Photographer: KSHB
Copyright 2012 Scripps Media, Inc. All rights reserved. This material may not be published, broadcast, rewritten, or redistributed.
Posted: 02/16/2012
KANSAS CITY, Mo. - Despite the 2.5-year 41 Action News investigation into the Bannister Federal Complex, today Congressman Emanuel Cleaver told workers there are no Superfund sites located there.
“Well, I'm not sure they're labeled Superfund sites,” Cleaver said when questioned by the 41 Action News Investigators afterwards. “I've not seen those documents.”
Since 2010, 41 Action News has reported on 15 Superfund sites at the 300-acre complex.
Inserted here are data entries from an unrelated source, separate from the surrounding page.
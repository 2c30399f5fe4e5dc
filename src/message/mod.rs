//! Message construction and output
//!
//! A [`MessageTemplate`] turns each token into a list of strings, and a
//! [`MessageSink`] serializes and delivers it.

mod sink;
mod template;

pub use sink::{encode_frame, MessageSink, OscSink, OSC_PREFIX, OSC_TERMINATOR};
pub use template::{MessageBuilder, MessageTemplate, DEFAULT_COMMAND};
//! Separator classes
//!
//! Separators are configured by name, never as raw characters. Each name
//! expands to one or more code points, and every code point is a boundary
//! on its own (CR and LF are two boundaries, not a CRLF unit).

use std::fmt;
use std::str::FromStr;

use crate::error::{Error, Result};

/// A named separator class
#[derive(Debug, Clone, Copy, PartialEq, Eq, Hash)]
pub enum Separator {
    /// U+0020
    Space,
    /// U+0009
    Tab,
    /// U+000D and U+000A
    Newline,
    /// U+0000
    Nul,
}

impl Separator {
    /// All separator classes, in the order they are documented
    pub const ALL: [Separator; 4] = [
        Separator::Space,
        Separator::Tab,
        Separator::Newline,
        Separator::Nul,
    ];

    /// Code points recognized as boundaries for this class
    pub fn code_points(self) -> &'static [char] {
        match self {
            Separator::Space => &[' '],
            Separator::Tab => &['\t'],
            Separator::Newline => &['\r', '\n'],
            Separator::Nul => &['\0'],
        }
    }

    /// Configuration name of this class
    pub fn name(self) -> &'static str {
        match self {
            Separator::Space => "space",
            Separator::Tab => "tab",
            Separator::Newline => "newline",
            Separator::Nul => "nul",
        }
    }
}

impl fmt::Display for Separator {
    fn fmt(&self, f: &mut fmt::Formatter<'_>) -> fmt::Result {
        f.write_str(self.name())
    }
}

impl FromStr for Separator {
    type Err = Error;

    fn from_str(s: &str) -> Result<Self> {
        Separator::ALL
            .into_iter()
            .find(|sep| sep.name() == s)
            .ok_or_else(|| Error::UnknownSeparator(s.to_string()))
    }
}

/// Ordered set of boundary code points, fixed for the whole run
#[derive(Debug, Clone, PartialEq, Eq)]
pub struct SeparatorSet {
    chars: Vec<char>,
}

impl SeparatorSet {
    /// Build a set from raw code points. Duplicates keep their first position.
    pub fn new(chars: impl IntoIterator<Item = char>) -> Result<Self> {
        let mut set = Vec::new();
        for ch in chars {
            if !set.contains(&ch) {
                set.push(ch);
            }
        }
        if set.is_empty() {
            return Err(Error::NoSeparators);
        }
        Ok(Self { chars: set })
    }

    /// Parse a comma-separated list of separator names, e.g. `"space,tab"`
    ///
    /// Every name must be known; an empty name (as in `"space,"`) is
    /// rejected like any other unknown one.
    pub fn parse(names: &str) -> Result<Self> {
        let mut chars = Vec::new();
        for name in names.split(',') {
            let sep: Separator = name.parse()?;
            chars.extend_from_slice(sep.code_points());
        }
        Self::new(chars)
    }

    /// The NUL-only set
    pub fn nul() -> Self {
        Self {
            chars: Separator::Nul.code_points().to_vec(),
        }
    }

    /// Whether `ch` is a boundary
    #[inline]
    pub fn contains(&self, ch: char) -> bool {
        self.chars.contains(&ch)
    }

    /// Boundary code points in configuration order
    pub fn chars(&self) -> &[char] {
        &self.chars
    }
}

impl Default for SeparatorSet {
    fn default() -> Self {
        Self {
            chars: Separator::Newline.code_points().to_vec(),
        }
    }
}

impl FromStr for SeparatorSet {
    type Err = Error;

    fn from_str(s: &str) -> Result<Self> {
        Self::parse(s)
    }
}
Papers signed by both General Services Administration (GSA) and Environmental Protection Agency (EPA) employees refer to “many separate Superfund sites” at Bannister.
To see our entire investigation, visit: http:// www.kshb.com/bannister
Cleaver appeared at a GSA staff meeting to tell employees about a newly planned 2014 move from office space at Bannister to downtown office space.
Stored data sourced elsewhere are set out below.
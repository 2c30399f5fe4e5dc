//! Incremental token scanner
//!
//! [`scan_token`] is a pure split step over whatever bytes are buffered;
//! [`Tokenizer`] owns the buffer, refills it from a reader and drives the
//! split step until a token falls out. The buffer only ever holds the
//! current partial token plus one read's worth of input, so the whole
//! stream is never loaded at once.

use std::io::{self, Read};
use std::ops::Range;

use tracing::trace;

use super::separator::SeparatorSet;
use super::utf8::{decode, Decoded};
use super::Token;
use crate::error::{Error, Result};

/// Largest token the tokenizer will buffer by default
pub const DEFAULT_MAX_TOKEN_SIZE: usize = 64 * 1024;

const INITIAL_BUFFER_SIZE: usize = 4096;

/// Outcome of one split step
#[derive(Debug, Clone, PartialEq, Eq)]
pub struct Scan {
    /// Bytes the caller may drop from the front of the buffer
    pub advance: usize,
    /// Byte range of the token within the scanned slice, if one was found
    pub token: Option<Range<usize>>,
}

/// Find the next token at the front of `data`
///
/// Leading separators are skipped, then non-separators are collected up to
/// the next separator, which is consumed along with the token. Without a
/// terminating separator a token is only produced at EOF. When no token
/// can be decided yet, `advance` still covers the skipped separators so
/// the caller does not rescan them after a refill.
pub fn scan_token(data: &[u8], at_eof: bool, separators: &SeparatorSet) -> Scan {
    // Skip separators
    let mut start = 0;
    while start < data.len() {
        match decode(&data[start..], at_eof) {
            Decoded::Char { ch, width } if separators.contains(ch) => start += width,
            Decoded::Char { .. } => break,
            Decoded::Incomplete => {
                return Scan {
                    advance: start,
                    token: None,
                }
            }
        }
    }

    // Scan until separator, marking end of token
    let mut i = start;
    while i < data.len() {
        match decode(&data[i..], at_eof) {
            Decoded::Char { ch, width } if separators.contains(ch) => {
                return Scan {
                    advance: i + width,
                    token: Some(start..i),
                };
            }
            Decoded::Char { width, .. } => i += width,
            Decoded::Incomplete => break,
        }
    }

    // Final, non-empty, non-terminated token
    if at_eof && data.len() > start {
        return Scan {
            advance: data.len(),
            token: Some(start..data.len()),
        };
    }

    Scan {
        advance: start,
        token: None,
    }
}

/// Lazy, forward-only sequence of tokens read from `R`
#[derive(Debug)]
pub struct Tokenizer<R> {
    reader: R,
    separators: SeparatorSet,
    buf: Vec<u8>,
    /// Start of unconsumed data in `buf`
    start: usize,
    /// End of valid data in `buf`
    end: usize,
    eof: bool,
    /// Set once the sequence has ended, normally or with an error
    done: bool,
    /// Read failure held back until the buffered remainder is flushed
    read_error: Option<Error>,
    max_token_size: usize,
}

impl<R: Read> Tokenizer<R> {
    /// Create a tokenizer reading from `reader`
    pub fn new(reader: R, separators: SeparatorSet) -> Self {
        Self {
            reader,
            separators,
            buf: Vec::new(),
            start: 0,
            end: 0,
            eof: false,
            done: false,
            read_error: None,
            max_token_size: DEFAULT_MAX_TOKEN_SIZE,
        }
    }

    /// Limit the buffer to `size` bytes (at least one)
    pub fn with_max_token_size(mut self, size: usize) -> Self {
        self.max_token_size = size.max(1);
        self
    }

    /// Produce the next token, or `None` once the input is exhausted
    ///
    /// A read failure ends the input like EOF: whatever is still buffered is
    /// emitted as a final token first, and the error is returned on the call
    /// after that. After an error further calls return `None`.
    pub fn next_token(&mut self) -> Result<Option<Token>> {
        if self.done {
            return Ok(None);
        }

        loop {
            let scan = scan_token(&self.buf[self.start..self.end], self.eof, &self.separators);
            let base = self.start;
            self.start += scan.advance;

            if let Some(range) = scan.token {
                let bytes = &self.buf[base + range.start..base + range.end];
                return Ok(Some(Token::from_utf8_lossy(bytes)));
            }

            if self.eof {
                self.done = true;
                return match self.read_error.take() {
                    Some(e) => Err(e),
                    None => Ok(None),
                };
            }

            match self.fill() {
                Ok(()) => {}
                Err(e @ Error::Read(_)) => {
                    trace!("Read failed, flushing buffered input");
                    self.eof = true;
                    self.read_error = Some(e);
                }
                Err(e) => {
                    self.done = true;
                    return Err(e);
                }
            }
        }
    }

    /// Read more input into the buffer, compacting and growing it as needed
    fn fill(&mut self) -> Result<()> {
        if self.start > 0 {
            self.buf.copy_within(self.start..self.end, 0);
            self.end -= self.start;
            self.start = 0;
        }

        if self.end == self.buf.len() {
            if self.buf.len() >= self.max_token_size {
                return Err(Error::TokenTooLong {
                    limit: self.max_token_size,
                });
            }
            let new_len = (self.buf.len() * 2)
                .max(INITIAL_BUFFER_SIZE)
                .min(self.max_token_size);
            trace!("Growing scan buffer to {} bytes", new_len);
            self.buf.resize(new_len, 0);
        }

        loop {
            match self.reader.read(&mut self.buf[self.end..]) {
                Ok(0) => {
                    trace!("Input exhausted");
                    self.eof = true;
                    return Ok(());
                }
                Ok(n) => {
                    trace!("Read {} bytes", n);
                    self.end += n;
                    return Ok(());
                }
                Err(e) if e.kind() == io::ErrorKind::Interrupted => continue,
                Err(e) => return Err(Error::Read(e)),
            }
        }
    }
}

impl<R: Read> Iterator for Tokenizer<R> {
    type Item = Result<Token>;

    fn next(&mut self) -> Option<Self::Item> {
        self.next_token().transpose()
    }
}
GSA employees said the move is not related to our ongoing investigation into health concerns at the complex.
Officials said a tenant is interested is leasing the entire complex, so the GSA is coordinating its departure with the exit of Honeywell which is vacating in 2014.
The GSA's regional administrator defended Cleaver saying there were no Superfund sites at Bannister calling it a matter of semantics.
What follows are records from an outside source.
//! Producer/consumer pipeline
//!
//! The tokenizer runs on the calling thread and hands tokens one at a time
//! through a zero-capacity channel to a consumer thread, which builds,
//! serializes and writes a message per token. Each send blocks until the
//! consumer takes the token, so at most one token is in flight.
//!
//! If the consumer fails it raises the [`Cancellation`] flag and hangs up;
//! the producer checks the flag before every hand-off and stops without
//! reporting an error of its own. Errors from either side are collected
//! into the [`RunReport`] once both sides have finished.

use std::io::Read;
use std::sync::atomic::{AtomicBool, Ordering};
use std::sync::mpsc::{self, Receiver, SyncSender};
use std::thread;

use tracing::{debug, trace};

use crate::app::Config;
use crate::error::Error;
use crate::message::{MessageBuilder, MessageSink};
use crate::tokenizer::{Token, Tokenizer};

/// Write-once stop signal shared by producer and consumer
#[derive(Debug, Default)]
pub struct Cancellation {
    cancelled: AtomicBool,
}

impl Cancellation {
    pub fn new() -> Self {
        Self::default()
    }

    /// Raise the flag. Returns true only for the call that raised it.
    pub fn cancel(&self) -> bool {
        !self.cancelled.swap(true, Ordering::AcqRel)
    }

    pub fn is_cancelled(&self) -> bool {
        self.cancelled.load(Ordering::Acquire)
    }
}

/// What happened during a run
#[derive(Debug, Default)]
pub struct RunReport {
    /// Tokens handed to the consumer
    pub sent: usize,
    /// Messages written to the sink
    pub written: usize,
    /// Read failure that ended the input side
    pub read_error: Option<Error>,
    /// Serialization or write failure that ended the output side
    pub sink_error: Option<Error>,
}

impl RunReport {
    pub fn is_success(&self) -> bool {
        self.read_error.is_none() && self.sink_error.is_none()
    }

    /// Errors in reporting order: input first, then output
    pub fn errors(&self) -> impl Iterator<Item = &Error> {
        self.read_error.iter().chain(self.sink_error.iter())
    }
}

#[derive(Debug, Default)]
struct Outcome {
    count: usize,
    error: Option<Error>,
}

/// Tokenize `input` and write one message per token to `sink`
///
/// Returns after the consumer thread has finished writing.
pub fn run<R, S>(config: &Config, input: R, sink: S) -> RunReport
where
    R: Read,
    S: MessageSink + Send,
{
    let tokenizer = Tokenizer::new(input, config.separators().clone())
        .with_max_token_size(config.max_token_size());
    let builder = config.template().builder();
    let cancel = Cancellation::new();
    let (tx, rx) = mpsc::sync_channel::<Token>(0);

    thread::scope(|scope| {
        let consumer = scope.spawn(|| consume(rx, builder, sink, &cancel));
        let produced = produce(tokenizer, tx, &cancel);
        let consumed = match consumer.join() {
            Ok(outcome) => outcome,
            Err(panic) => std::panic::resume_unwind(panic),
        };

        debug!(
            "Pipeline finished: {} sent, {} written",
            produced.count, consumed.count
        );

        RunReport {
            sent: produced.count,
            written: consumed.count,
            read_error: produced.error,
            sink_error: consumed.error,
        }
    })
}

fn produce<R: Read>(tokenizer: Tokenizer<R>, tx: SyncSender<Token>, cancel: &Cancellation) -> Outcome {
    let mut outcome = Outcome::default();

    for token in tokenizer {
        let token = match token {
            Ok(token) => token,
            Err(e) => {
                debug!("Tokenizer stopped: {}", e);
                outcome.error = Some(e);
                break;
            }
        };

        if cancel.is_cancelled() {
            debug!("Cancelled, dropping remaining input");
            break;
        }

        trace!("Handing off token {:?}", token.as_str());
        if tx.send(token).is_err() {
            debug!("Consumer hung up");
            break;
        }
        outcome.count += 1;
    }

    // Dropping `tx` closes the channel
    outcome
}

fn consume<S: MessageSink>(
    rx: Receiver<Token>,
    mut builder: MessageBuilder,
    mut sink: S,
    cancel: &Cancellation,
) -> Outcome {
    let mut outcome = Outcome::default();

    for token in rx {
        let message = builder.build(token.as_str());
        if let Err(e) = sink.send(message) {
            if cancel.cancel() {
                debug!("Cancelling producer: {}", e);
            }
            outcome.error = Some(e);
            break;
        }
        outcome.count += 1;
    }

    outcome
}

#[cfg(test)]
mod tests {
    use super::*;

    #[test]
    fn test_cancel_is_write_once() {
        let cancel = Cancellation::new();
        assert!(!cancel.is_cancelled());
        assert!(cancel.cancel());
        assert!(!cancel.cancel());
        assert!(cancel.is_cancelled());
    }

    #[test]
    fn test_report_errors_order() {
        let report = RunReport {
            read_error: Some(Error::TokenTooLong { limit: 1 }),
            sink_error: Some(Error::NoSeparators),
            ..Default::default()
        };
        assert!(!report.is_success());
        let errors: Vec<String> = report.errors().map(|e| e.to_string()).collect();
        assert_eq!(errors.len(), 2);
        assert!(errors[0].contains("maximum size"));
        assert!(RunReport::default().is_success());
    }

    #[test]
    fn test_producer_stops_when_cancelled() {
        let cancel = Cancellation::new();
        cancel.cancel();
        let (tx, rx) = mpsc::sync_channel(0);
        let tokenizer = Tokenizer::new(&b"a\nb\n"[..], Default::default());
        let outcome = produce(tokenizer, tx, &cancel);
        assert_eq!(outcome.count, 0);
        assert!(outcome.error.is_none());
        assert!(rx.recv().is_err());
    }
}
Regional Administrator Jason Klumb said, “About six months ago, the EPA made an affirmative decision to not put the complex on the National Priority List, and I'm sure that is what the Congressman is most aware of and that would make his statement consistent with what is in fact the EPA's decision.”
Klumb added that “the individual locations are EPA's National Priority List Database and that's referred to as Superfund.”
“My number one concern has been, and remains, the health of the employees,” said Cleaver. “I'm not dismissing the employees concerns. I'm not aware that what you're referencing are called Superfund sites.”
The 41 Action News investigation has identified about 450 deaths or illnesses and nearly 900 toxins including plutonium at Bannister.
The GSA employees currently share the Bannister building with Honeywell on the east side where workers make parts for nuclear bombs.
A spokesman for the EPA said a current proposal would move the multiple Superfund sites at the Bannister Federal Complex under the umbrella of one large cleanup project which would no longer be labeled Superfund.
The massive cleanup would be supervised by the EPA.